Dataset content:
◆ ◆ ◆ ◆ ◆
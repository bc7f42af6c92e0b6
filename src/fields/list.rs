//! List fields: a grid of list items against input columns.

use serde_json::json;

use crate::error::Result;
use crate::nodes::{slots, FieldContext, FieldView};
use crate::reactive::{create_effect, Key, Value};

const COLUMNS: Key<Vec<Value>> = Key::new("columns");
const CELL_TYPES: Key<Vec<Value>> = Key::new("fields");
const LIST_ITEMS: Key<Vec<Value>> = Key::new("listItems");
const COLUMN_HEADERS: Key<bool> = Key::new("includeColumnHeaders");

fn texts(values: &[Value]) -> Vec<String> {
    values.iter().map(Value::to_string).collect()
}

pub struct ListView;

impl FieldView for ListView {
    fn defaults(&self) -> serde_json::Value {
        json!({
            "label": "List",
            "defaultValue": null,
            "layout": "block",
            "includeColumnHeaders": true,
            "columns": ["one", "two", "three", "four", "five", "six"],
            "fields": ["text", "text", "number", "text", "number", "text"],
            "listItems": ["Option One", "Option Two", "Option Three"],
        })
    }

    fn initialize(&mut self, cx: &FieldContext<'_>) -> Result<()> {
        let (d, v) = (cx.data.clone(), cx.view.clone());
        create_effect(move || {
            let columns = d.read(COLUMNS).unwrap_or_default();
            if columns.is_empty() {
                v.set_flag(slots::LIST_EMPTY, true);
                v.set_items(slots::LIST_HEADERS, Vec::new());
                v.set_items(slots::LIST_ROWS, Vec::new());
                v.set_items(slots::LIST_CELLS, Vec::new());
                return;
            }
            v.set_flag(slots::LIST_EMPTY, false);

            let headers = if d.read(COLUMN_HEADERS).unwrap_or(true) { texts(&columns) } else { Vec::new() };
            v.set_items(slots::LIST_HEADERS, headers);
            v.set_items(slots::LIST_ROWS, texts(&d.read(LIST_ITEMS).unwrap_or_default()));
            v.set_items(slots::LIST_CELLS, texts(&d.read(CELL_TYPES).unwrap_or_default()));
        });
        Ok(())
    }
}
//! End-to-end designer scenarios: reactive writes, palette drops, moves,
//! confirmed deletes, copies and edit targeting.

use std::cell::{Cell, RefCell};
use std::rc::Rc;

use chrono::{Datelike, NaiveDate, Timelike};
use serde_json::json;

use form_designer::events::bubble::{self, BubbleEvent, Propagation};
use form_designer::fields::{parse_date_input, DateKind};
use form_designer::nodes::structure;
use form_designer::*;

fn setup() -> Canvas {
    let _ = tracing_subscriber::fmt()
        .with_env_filter(tracing_subscriber::EnvFilter::from_default_env())
        .with_test_writer()
        .try_init();
    reset_designer();
    register_builtin_fields();
    Canvas::new(DesignerConfig::default()).unwrap()
}

fn drop_new_field(canvas: &Canvas, tag: &str, target: DropTarget) -> FieldNode {
    start_palette_drag(tag).unwrap();
    let node = drop_payload(canvas, target).unwrap();
    end_drag();
    get_field(node).unwrap()
}

#[test]
fn equal_writes_rerun_the_effect_every_time() {
    let _canvas = setup();
    let count: Key<f64> = Key::new("count");
    let record = ReactiveObject::from_json(&json!({ "count": 0 })).unwrap();
    let log = Rc::new(RefCell::new(Vec::new()));

    let (r, l) = (record.clone(), log.clone());
    let _effect = create_effect(move || l.borrow_mut().push(r.read(count).unwrap()));

    for _ in 0..3 {
        record.write(count, 1.0);
    }
    assert_eq!(*log.borrow(), vec![0.0, 1.0, 1.0, 1.0]);
}

#[test]
fn palette_drop_fills_an_empty_section() {
    let canvas = setup();
    let section = canvas.add_section().unwrap();
    assert!(section.field_ids().is_empty());
    assert!(section.view().flag(slots::EMPTY_PLACEHOLDER));

    start_palette_drag("text").unwrap();
    assert_eq!(drag_state(), DragState::CreatingField("text".into()));
    let node = drop_payload(&canvas, DropTarget::Container(section.node_id())).unwrap();
    end_drag();

    let field = get_field(node).unwrap();
    assert_eq!(section.field_ids(), vec![field.id()]);
    assert!(!section.view().flag(slots::EMPTY_PLACEHOLDER));
    assert_eq!(canvas.field_ids(), vec![field.id()]);
    assert_eq!(drag_state(), DragState::Idle);
    assert!(!field.zones().any_visible());
}

#[test]
fn moving_a_field_after_its_sibling_swaps_them() {
    let canvas = setup();
    let section = canvas.add_section().unwrap();
    let a = drop_new_field(&canvas, "text", DropTarget::Container(section.node_id()));
    let b = drop_new_field(&canvas, "number", DropTarget::Container(section.node_id()));
    assert_eq!(section.field_ids(), vec![a.id(), b.id()]);

    begin_drag(DragPayload::Node(a.node_id())).unwrap();
    assert!(b.zones().any_visible());
    assert!(!a.zones().any_visible());

    let target = DropTarget::Zone {
        node: b.node_id(),
        position: InsertPosition::AfterEnd,
    };
    drag_over(target);
    assert_eq!(drop_payload(&canvas, target).unwrap(), a.node_id());
    end_drag();

    assert_eq!(section.field_ids(), vec![b.id(), a.id()]);
    assert!(a.is_live());
    assert!(!b.zones().any_visible());
}

#[test]
fn datetime_input_parses_two_digit_year() {
    let now = NaiveDate::from_ymd_opt(2025, 1, 10)
        .unwrap()
        .and_hms_opt(9, 0, 0)
        .unwrap();
    let date = parse_date_input("3/5/24 14:30", DateKind::DateTime, now).unwrap();
    assert_eq!(date.year(), 2024);
    assert_eq!(date.month0(), 2);
    assert_eq!(date.day(), 5);
    assert_eq!(date.hour(), 14);
    assert_eq!(date.minute(), 30);
}

#[test]
fn confirmed_delete_removes_field_after_exit_transition() {
    let canvas = setup();
    let section = canvas.add_section().unwrap();
    let field = drop_new_field(&canvas, "text", DropTarget::Container(section.node_id()));
    let id = field.id();

    let removals = Rc::new(Cell::new(0));
    let seen = removals.clone();
    let owner = section.node_id();
    let _listener = bubble::on_node(owner, move |event, cx| {
        if matches!(event, BubbleEvent::RemoveField { .. }) && cx.current == owner {
            seen.set(seen.get() + 1);
        }
        Propagation::Continue
    });

    field.highlight().request_delete();
    assert!(field.view().flag(slots::CONFIRM_DELETE));
    field.highlight().confirm_delete();
    assert!(!field.view().flag(slots::CONFIRM_DELETE));

    flush_microtasks();
    assert!(field.view().flag(slots::EXITING));
    assert_eq!(section.field_ids(), vec![id.clone()]);
    assert_eq!(removals.get(), 0);

    finish_animations();
    assert_eq!(removals.get(), 1);
    assert!(section.field_ids().is_empty());
    assert!(find_by_id(&id).is_none());
    assert!(canvas.field_data(&id).is_none());
}

#[test]
fn section_delete_cascades_to_fields() {
    let canvas = setup();
    let section = canvas.add_section().unwrap();
    let a = drop_new_field(&canvas, "text", DropTarget::Container(section.node_id()));
    let b = drop_new_field(&canvas, "slider", DropTarget::Container(section.node_id()));

    section.highlight().confirm_delete();
    flush_microtasks();
    assert!(canvas.field_ids().is_empty());
    assert_eq!(canvas.section_ids(), vec![section.id()]);

    advance_animations(canvas.config().animation_ms);
    assert!(canvas.section_ids().is_empty());
    assert!(find_by_id(&a.id()).is_none());
    assert!(find_by_id(&b.id()).is_none());
    assert!(canvas.sections().is_empty());
}

#[test]
fn exiting_section_accepts_no_new_fields() {
    let canvas = setup();
    let section = canvas.add_section().unwrap();
    let other = canvas.add_section().unwrap();
    let moved = drop_new_field(&canvas, "text", DropTarget::Container(other.node_id()));

    section.highlight().confirm_delete();
    flush_microtasks();
    assert!(structure::is_exiting(section.node_id()));

    start_palette_drag("text").unwrap();
    assert_eq!(
        drop_payload(&canvas, DropTarget::Container(section.node_id())),
        Err(FormError::NodeNotLive(section.node_id()))
    );
    end_drag();

    begin_drag(DragPayload::Node(moved.node_id())).unwrap();
    assert!(drop_payload(&canvas, DropTarget::Container(section.node_id())).is_err());
    end_drag();

    finish_animations();
    assert_eq!(canvas.section_ids(), vec![other.id()]);
    assert_eq!(canvas.field_ids(), vec![moved.id()]);
    assert_eq!(other.field_ids(), vec![moved.id()]);
}

#[test]
fn destroying_a_section_unregisters_its_fields() {
    let canvas = setup();
    let section = canvas.add_section().unwrap();
    let a = drop_new_field(&canvas, "text", DropTarget::Container(section.node_id()));
    let b = drop_new_field(&canvas, "number", DropTarget::Container(section.node_id()));
    assert_eq!(canvas.field_ids(), vec![a.id(), b.id()]);

    structure::detach_and_destroy(section.node_id());

    assert!(canvas.field_ids().is_empty());
    assert!(canvas.field_data(&a.id()).is_none());
    assert!(canvas.section_ids().is_empty());
    assert_eq!(a.lifecycle(), Lifecycle::Destroyed);
    assert!(find_by_id(&b.id()).is_none());
}

#[test]
fn confirmed_copy_inserts_duplicate_after_original() {
    let canvas = setup();
    let section = canvas.add_section().unwrap();
    let field = drop_new_field(&canvas, "text", DropTarget::Container(section.node_id()));
    field.data().write(keys::LABEL, "First name".to_string());

    field.highlight().request_copy();
    field.highlight().confirm_copy();
    flush_microtasks();

    let ids = section.field_ids();
    assert_eq!(ids.len(), 2);
    assert_eq!(ids[0], field.id());
    assert_ne!(ids[1], field.id());

    let copy = find_by_id(&ids[1]).unwrap();
    assert_eq!(copy.data().read(keys::LABEL).unwrap(), "First name");
    assert_eq!(copy.data().read(keys::ID).unwrap(), ids[1]);

    copy.data().write(keys::LABEL, "Last name".to_string());
    assert_eq!(field.data().read(keys::LABEL).unwrap(), "First name");
}

#[test]
fn pointer_down_sets_the_edit_target() {
    let canvas = setup();
    let first = canvas.add_section().unwrap();
    let second = canvas.add_section().unwrap();
    assert_eq!(canvas.edit_target(), Some(second.node_id()));

    let field = drop_new_field(&canvas, "select", DropTarget::Container(first.node_id()));
    assert_eq!(canvas.edit_target(), Some(field.node_id()));

    pointer_down(Some(second.node_id()));
    assert_eq!(canvas.edit_target(), Some(second.node_id()));
    assert!(second.highlight().is_active());
    assert!(!field.highlight().is_active());

    pointer_down(None);
    assert!(!second.highlight().is_active());
    assert_eq!(canvas.edit_target(), Some(second.node_id()));
}

#[test]
fn rejected_drops_leave_the_document_unchanged() {
    let canvas = setup();
    let section = canvas.add_section().unwrap();
    let field = drop_new_field(&canvas, "text", DropTarget::Container(section.node_id()));
    let before = canvas.to_json();

    begin_drag(DragPayload::Node(field.node_id())).unwrap();
    let own_zone = DropTarget::Zone {
        node: field.node_id(),
        position: InsertPosition::BeforeBegin,
    };
    assert!(matches!(drop_payload(&canvas, own_zone), Err(FormError::InvalidDropTarget(_))));
    assert!(drop_payload(&canvas, DropTarget::Container(canvas.root())).is_err());
    end_drag();

    start_palette_drag("text").unwrap();
    assert!(drop_payload(&canvas, DropTarget::Container(canvas.root())).is_err());
    end_drag();

    assert_eq!(canvas.to_json(), before);
    assert!(field.is_live());
}

#[test]
fn form_exports_sections_with_their_fields() {
    let canvas = setup();
    let section = canvas.add_section().unwrap();
    section.data().write(keys::LABEL, "Contact".to_string());
    let field = drop_new_field(&canvas, "number", DropTarget::Container(section.node_id()));

    let form = canvas.to_json();
    assert_eq!(form["name"], "Test Form");
    assert_eq!(form["acronym"], "TF");
    assert_eq!(form["sections"][0]["label"], "Contact");
    assert_eq!(form["sections"][0]["fields"][0]["id"], field.id());
    assert_eq!(form["sections"][0]["fields"][0]["type"], "number");
}

#[test]
fn calendar_writes_back_into_its_field() {
    let canvas = setup();
    let section = canvas.add_section().unwrap();
    let field = drop_new_field(&canvas, "datetime", DropTarget::Container(section.node_id()));

    assert_eq!(
        form_designer::fields::show_calendar(&field),
        Err(FormError::MissingHostWidget("calendar"))
    );

    let calendar = install_calendar(canvas.config());
    field.commit_input("3/5/24 14:30");
    assert_eq!(field.view().text_or_empty(slots::INPUT_VALUE), "03/05/2024 14:30");

    form_designer::fields::show_calendar(&field).unwrap();
    assert!(calendar.is_open());
    assert!(!field.view().flag(slots::INPUT_BUTTON_VISIBLE));
    assert_eq!(calendar.view().text_or_empty(form_designer::widgets::calendar::slots::TITLE), "March 2024");

    calendar.next_month();
    calendar.step_minute(1);
    calendar.accept();
    assert!(!calendar.is_open());
    assert!(field.view().flag(slots::INPUT_BUTTON_VISIBLE));
    assert_eq!(field.view().text_or_empty(slots::INPUT_VALUE), "04/05/2024 14:31");

    form_designer::fields::show_calendar(&field).unwrap();
    calendar.next_month();
    pointer_down(None);
    assert!(!calendar.is_open());
    assert_eq!(field.view().text_or_empty(slots::INPUT_VALUE), "04/05/2024 14:31");
}

#[test]
fn map_location_is_copied_into_the_field() {
    let canvas = setup();
    let section = canvas.add_section().unwrap();
    let field = drop_new_field(&canvas, "location", DropTarget::Container(section.node_id()));
    assert_eq!(
        form_designer::fields::open_map(&field),
        Err(FormError::MissingHostWidget("map"))
    );

    let map = install_map().unwrap();
    form_designer::fields::open_map(&field).unwrap();
    assert!(map.is_open());
    map.set_marker(LatLng { lat: 38.8, lng: -77.18 });
    map.use_location();

    assert!(!map.is_open());
    assert_eq!(
        field.view().text_or_empty(slots::INPUT_VALUE),
        "6801 Industrial Rd, Springfield, VA 22151"
    );
    let data = canvas.field_data(&field.id()).unwrap();
    assert_eq!(data.get("lat").unwrap().as_f64(), Some(38.8));
    assert_eq!(data.get("zip").unwrap().as_str(), Some("22151"));
}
◆ ◆ ◆ ◆ ◆
Exercise requirements: In the entries above, identify each line that includes the string "DateKind", then copy it.

Response for this exercise:
use form_designer::fields::{parse_date_input, DateKind};
    let date = parse_date_input("3/5/24 14:30", DateKind::DateTime, now).unwrap();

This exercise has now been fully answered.